(Problem to work on):
Tell how many lines of the entries below include the string "sleep". Respond with the number alone.

Stored data:
BEGIN

//! Freezer subsystem driver.
//!
//! Drives `freezer.state` to `FROZEN` or `THAWED`. The kernel reports a third
//! state, `FREEZING`, while it is stuck on tasks it cannot freeze; the main
//! cause is tasks in the stopped/traced state (`T` in `/proc/[pid]/stat`),
//! which the scheduler will never dispatch. The driver unsticks those with
//! SIGCONT and retries on a caller-supplied interval until the retry budget
//! runs out.

use super::{read_unchecked, tasks, verify, write_unchecked};
use crate::proc;
use cgkit_common::{Error, Result};
use std::path::Path;
use std::time::Duration;
use tokio::time;
use tracing::{debug, warn};

pub(crate) const FREEZER_STATE: &str = "freezer.state";

const FROZEN: &str = "FROZEN";
const FREEZING: &str = "FREEZING";
const THAWED: &str = "THAWED";

/// Freezes every task in the cgroup.
///
/// Resolves `Ok(true)` once `freezer.state` reads `FROZEN`, or `Ok(false)` if
/// the cgroup did not freeze within `retries + 1` attempts spaced `interval`
/// apart; exhausting the budget is a normal outcome, not an error. Dropping
/// the returned future abandons the attempt at the next suspension point.
pub async fn freeze(
    hierarchy: &Path,
    cgroup: &str,
    interval: Duration,
    retries: u32,
) -> Result<bool> {
    verify(hierarchy, cgroup, FREEZER_STATE)?;

    let state = read_unchecked(hierarchy, cgroup, FREEZER_STATE)?;
    if state.trim() == FROZEN {
        return Ok(true);
    }

    debug!(hierarchy = %hierarchy.display(), cgroup, "freezing cgroup");

    write_unchecked(hierarchy, cgroup, FREEZER_STATE, FROZEN)?;

    let mut attempt: u32 = 0;
    loop {
        let state = read_unchecked(hierarchy, cgroup, FREEZER_STATE)?;
        match state.trim() {
            FROZEN => {
                debug!(cgroup, attempts = attempt + 1, "cgroup frozen");
                return Ok(true);
            }
            FREEZING => {
                // The kernel cannot finish while some task is stopped or
                // traced: a task the scheduler will not run cannot enter the
                // refrigerator. Resume them so the freeze can complete. No
                // task can enter or leave the cgroup while the state is
                // FREEZING, so this snapshot is stable.
                for pid in tasks(hierarchy, cgroup)? {
                    if proc::process_state(pid)? == 'T' {
                        debug!(pid, "resuming stopped task to unblock freezer");
                        super::send_signal(pid, libc::SIGCONT)?;
                    }
                }

                if attempt > retries {
                    warn!(
                        cgroup,
                        attempts = retries + 1,
                        "unable to freeze cgroup within retry budget"
                    );
                    return Ok(false);
                }

                // Re-request the freeze: kernels before 3.2 could drop the
                // pending request when a stopped task was resumed. Harmless
                // on newer kernels.
                write_unchecked(hierarchy, cgroup, FREEZER_STATE, FROZEN)?;

                time::sleep(interval).await;
                attempt += 1;
            }
            other => {
                return Err(Error::InvalidFreezerState {
                    state: other.to_string(),
                })
            }
        }
    }
}

/// Thaws the cgroup, letting its tasks run (and dequeue pending signals)
/// again.
///
/// Polls until `freezer.state` reads `THAWED`; there is no retry budget
/// because a thaw cannot get stuck the way a freeze can.
pub async fn thaw(hierarchy: &Path, cgroup: &str, interval: Duration) -> Result<()> {
    verify(hierarchy, cgroup, FREEZER_STATE)?;

    let state = read_unchecked(hierarchy, cgroup, FREEZER_STATE)?;
    if state.trim() == THAWED {
        return Ok(());
    }

    debug!(hierarchy = %hierarchy.display(), cgroup, "thawing cgroup");

    write_unchecked(hierarchy, cgroup, FREEZER_STATE, THAWED)?;

    loop {
        let state = read_unchecked(hierarchy, cgroup, FREEZER_STATE)?;
        match state.trim() {
            THAWED => {
                debug!(cgroup, "cgroup thawed");
                return Ok(());
            }
            FROZEN => time::sleep(interval).await,
            other => {
                return Err(Error::InvalidFreezerState {
                    state: other.to_string(),
                })
            }
        }
    }
}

END

(Answer section):
2